//! Persistent record of workflow progress.

use crate::{ChapterPlan, MysteryBrief, Outline, prompts};
use chrono::{DateTime, Utc};
use derive_getters::Getters;
use serde::{Deserialize, Serialize};
use std::collections::BTreeMap;
use std::path::Path;
use tracing::{debug, instrument};
use whodunit_core::TokenUsage;
use whodunit_error::{IoError, JsonError, WhodunitResult};

/// Workflow stages in the order they run.
#[derive(
    Debug,
    Clone,
    Copy,
    PartialEq,
    Eq,
    PartialOrd,
    Ord,
    Hash,
    Serialize,
    Deserialize,
    strum::Display,
    strum::EnumString,
)]
#[serde(rename_all = "snake_case")]
#[strum(serialize_all = "snake_case", ascii_case_insensitive)]
pub enum Stage {
    /// Develop the premise into a concept
    Idea,
    /// Plan the chapters
    Outline,
    /// Draft every chapter
    Chapters,
    /// Editorial critique of the draft
    Critique,
    /// Nothing left to do
    Complete,
}

/// One drafted chapter.
#[derive(Debug, Clone, PartialEq, Eq, Serialize, Deserialize, Getters)]
pub struct ChapterDraft {
    /// 1-based chapter number
    number: usize,
    /// Chapter title from the outline
    title: String,
    /// Prose
    text: String,
}

impl ChapterDraft {
    /// Creates a draft for a planned chapter.
    pub fn new(plan: &ChapterPlan, text: impl Into<String>) -> Self {
        Self {
            number: *plan.number(),
            title: plan.title().clone(),
            text: text.into(),
        }
    }

    /// Whitespace-delimited word count.
    pub fn word_count(&self) -> usize {
        self.text.split_whitespace().count()
    }
}

/// Everything produced so far for one book.
///
/// Saved as JSON after every stage so an interrupted or failed run resumes
/// where it stopped.
#[derive(Debug, Clone, PartialEq, Serialize, Deserialize, Getters)]
pub struct WorkflowSession {
    /// The author's brief
    brief: MysteryBrief,
    /// Generated concept
    idea: Option<String>,
    /// Parsed outline
    outline: Option<Outline>,
    /// Drafted chapters keyed by number
    chapters: BTreeMap<usize, ChapterDraft>,
    /// Editorial critique
    critique: Option<String>,
    /// Tokens spent so far
    #[serde(default)]
    usage: TokenUsage,
    /// When the session started
    created_at: DateTime<Utc>,
    /// Last change
    updated_at: DateTime<Utc>,
}

impl WorkflowSession {
    /// Start a session for a brief.
    pub fn new(brief: MysteryBrief) -> Self {
        let now = Utc::now();
        Self {
            brief,
            idea: None,
            outline: None,
            chapters: BTreeMap::new(),
            critique: None,
            usage: TokenUsage::default(),
            created_at: now,
            updated_at: now,
        }
    }

    /// The stage that should run next.
    pub fn next_stage(&self) -> Stage {
        if self.idea.is_none() {
            Stage::Idea
        } else if self.outline.is_none() {
            Stage::Outline
        } else if !self.missing_chapters().is_empty() {
            Stage::Chapters
        } else if self.critique.is_none() {
            Stage::Critique
        } else {
            Stage::Complete
        }
    }

    /// True once every stage has run.
    pub fn is_complete(&self) -> bool {
        self.next_stage() == Stage::Complete
    }

    /// Outline chapters that have no draft yet, in order.
    pub fn missing_chapters(&self) -> Vec<usize> {
        self.outline
            .iter()
            .flat_map(|outline| outline.chapters())
            .map(|plan| *plan.number())
            .filter(|number| !self.chapters.contains_key(number))
            .collect()
    }

    /// Title from the brief, else from the idea, else a placeholder.
    pub fn title(&self) -> String {
        self.brief
            .title()
            .clone()
            .filter(|t| !t.trim().is_empty())
            .or_else(|| self.idea.as_deref().and_then(prompts::extract_title))
            .unwrap_or_else(|| "Untitled Mystery".to_string())
    }

    /// Drafts in chapter order.
    pub fn drafts(&self) -> Vec<&ChapterDraft> {
        self.chapters.values().collect()
    }

    /// Discard `stage` and everything after it so it runs again.
    pub fn reset_from(&mut self, stage: Stage) {
        if stage <= Stage::Idea {
            self.idea = None;
        }
        if stage <= Stage::Outline {
            self.outline = None;
        }
        if stage <= Stage::Chapters {
            self.chapters.clear();
        }
        if stage <= Stage::Critique {
            self.critique = None;
        }
        self.touch();
    }

    pub(crate) fn set_idea(&mut self, idea: String) {
        self.idea = Some(idea);
        self.touch();
    }

    pub(crate) fn set_outline(&mut self, outline: Outline) {
        self.outline = Some(outline);
        self.chapters.clear();
        self.touch();
    }

    pub(crate) fn insert_chapter(&mut self, draft: ChapterDraft) {
        self.chapters.insert(draft.number, draft);
        self.touch();
    }

    pub(crate) fn set_critique(&mut self, critique: String) {
        self.critique = Some(critique);
        self.touch();
    }

    pub(crate) fn record_usage(&mut self, usage: Option<&TokenUsage>) {
        if let Some(usage) = usage {
            self.usage.accumulate(usage);
        }
    }

    fn touch(&mut self) {
        self.updated_at = Utc::now();
    }

    /// Write the session as pretty JSON, creating parent directories.
    #[instrument(skip(self, path), fields(path = %path.as_ref().display()))]
    pub fn save(&self, path: impl AsRef<Path>) -> WhodunitResult<()> {
        let path = path.as_ref();
        if let Some(parent) = path.parent().filter(|p| !p.as_os_str().is_empty()) {
            std::fs::create_dir_all(parent)
                .map_err(|e| IoError::new(parent.display().to_string(), e.to_string()))?;
        }

        let json = serde_json::to_string_pretty(self).map_err(JsonError::from)?;
        std::fs::write(path, json)
            .map_err(|e| IoError::new(path.display().to_string(), e.to_string()))?;

        debug!(stage = %self.next_stage(), "Session saved");
        Ok(())
    }

    /// Read a session written by [`WorkflowSession::save`].
    #[instrument(fields(path = %path.as_ref().display()), skip(path))]
    pub fn load(path: impl AsRef<Path>) -> WhodunitResult<Self> {
        let path = path.as_ref();
        let json = std::fs::read_to_string(path)
            .map_err(|e| IoError::new(path.display().to_string(), e.to_string()))?;
        let session: Self = serde_json::from_str(&json).map_err(JsonError::from)?;

        debug!(stage = %session.next_stage(), "Session loaded");
        Ok(session)
    }
}

#[cfg(test)]
mod tests {
    use super::*;

    fn session_with_outline(chapters: usize) -> WorkflowSession {
        let brief = MysteryBrief::builder().premise("p").build().unwrap();
        let mut session = WorkflowSession::new(brief);
        session.set_idea("Title: The Last Train\nA body on the sleeper.".to_string());
        let plans = (1..=chapters)
            .map(|n| ChapterPlan::new(n, format!("C{n}"), "s"))
            .collect();
        session.set_outline(Outline::from_chapters("raw", plans));
        session
    }

    #[test]
    fn test_next_stage_progression() {
        let brief = MysteryBrief::builder().premise("p").build().unwrap();
        let fresh = WorkflowSession::new(brief);
        assert_eq!(fresh.next_stage(), Stage::Idea);

        let mut session = session_with_outline(2);
        assert_eq!(session.next_stage(), Stage::Chapters);
        assert_eq!(session.missing_chapters(), vec![1, 2]);

        let plan = session.outline().as_ref().unwrap().chapters()[0].clone();
        session.insert_chapter(ChapterDraft::new(&plan, "one two three"));
        assert_eq!(session.missing_chapters(), vec![2]);

        let plan = session.outline().as_ref().unwrap().chapters()[1].clone();
        session.insert_chapter(ChapterDraft::new(&plan, "four"));
        assert_eq!(session.next_stage(), Stage::Critique);

        session.set_critique("Tighten chapter 2.".to_string());
        assert!(session.is_complete());
    }

    #[test]
    fn test_reset_from_outline_keeps_idea() {
        let mut session = session_with_outline(1);
        session.set_critique("c".to_string());
        session.reset_from(Stage::Outline);

        assert!(session.idea().is_some());
        assert!(session.outline().is_none());
        assert!(session.critique().is_none());
        assert_eq!(session.next_stage(), Stage::Outline);
    }

    #[test]
    fn test_title_falls_back_to_idea() {
        let session = session_with_outline(1);
        assert_eq!(session.title(), "The Last Train");
    }

    #[test]
    fn test_stage_parses_from_text() {
        assert_eq!("chapters".parse::<Stage>().unwrap(), Stage::Chapters);
        assert_eq!("Outline".parse::<Stage>().unwrap(), Stage::Outline);
    }

    #[test]
    fn test_save_and_load_preserve_progress() {
        let dir = tempfile::tempdir().unwrap();
        let path = dir.path().join("sessions").join("hive.json");

        let mut session = session_with_outline(2);
        session.record_usage(Some(&TokenUsage::new(3, 4, 7)));
        session.save(&path).unwrap();

        let loaded = WorkflowSession::load(&path).unwrap();
        assert_eq!(loaded, session);
        assert_eq!(loaded.next_stage(), Stage::Chapters);
    }

    #[test]
    fn test_load_missing_file_is_io_error() {
        let dir = tempfile::tempdir().unwrap();
        let err = WorkflowSession::load(dir.path().join("absent.json")).unwrap_err();
        assert!(matches!(err.kind(), whodunit_error::WhodunitErrorKind::Io(_)));
    }
}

━━━━━━━━

What to do:
Write out exactly the lines from the start of the material through the line with "where it stopped.". No other output is expected.

Task answer:
//! Persistent record of workflow progress.

use crate::{ChapterPlan, MysteryBrief, Outline, prompts};
use chrono::{DateTime, Utc};
use derive_getters::Getters;
use serde::{Deserialize, Serialize};
use std::collections::BTreeMap;
use std::path::Path;
use tracing::{debug, instrument};
use whodunit_core::TokenUsage;
use whodunit_error::{IoError, JsonError, WhodunitResult};

/// Workflow stages in the order they run.
#[derive(
    Debug,
    Clone,
    Copy,
    PartialEq,
    Eq,
    PartialOrd,
    Ord,
    Hash,
    Serialize,
    Deserialize,
    strum::Display,
    strum::EnumString,
)]
#[serde(rename_all = "snake_case")]
#[strum(serialize_all = "snake_case", ascii_case_insensitive)]
pub enum Stage {
    /// Develop the premise into a concept
    Idea,
    /// Plan the chapters
    Outline,
    /// Draft every chapter
    Chapters,
    /// Editorial critique of the draft
    Critique,
    /// Nothing left to do
    Complete,
}

/// One drafted chapter.
#[derive(Debug, Clone, PartialEq, Eq, Serialize, Deserialize, Getters)]
pub struct ChapterDraft {
    /// 1-based chapter number
    number: usize,
    /// Chapter title from the outline
    title: String,
    /// Prose
    text: String,
}

impl ChapterDraft {
    /// Creates a draft for a planned chapter.
    pub fn new(plan: &ChapterPlan, text: impl Into<String>) -> Self {
        Self {
            number: *plan.number(),
            title: plan.title().clone(),
            text: text.into(),
        }
    }

    /// Whitespace-delimited word count.
    pub fn word_count(&self) -> usize {
        self.text.split_whitespace().count()
    }
}

/// Everything produced so far for one book.
///
/// Saved as JSON after every stage so an interrupted or failed run resumes
/// where it stopped.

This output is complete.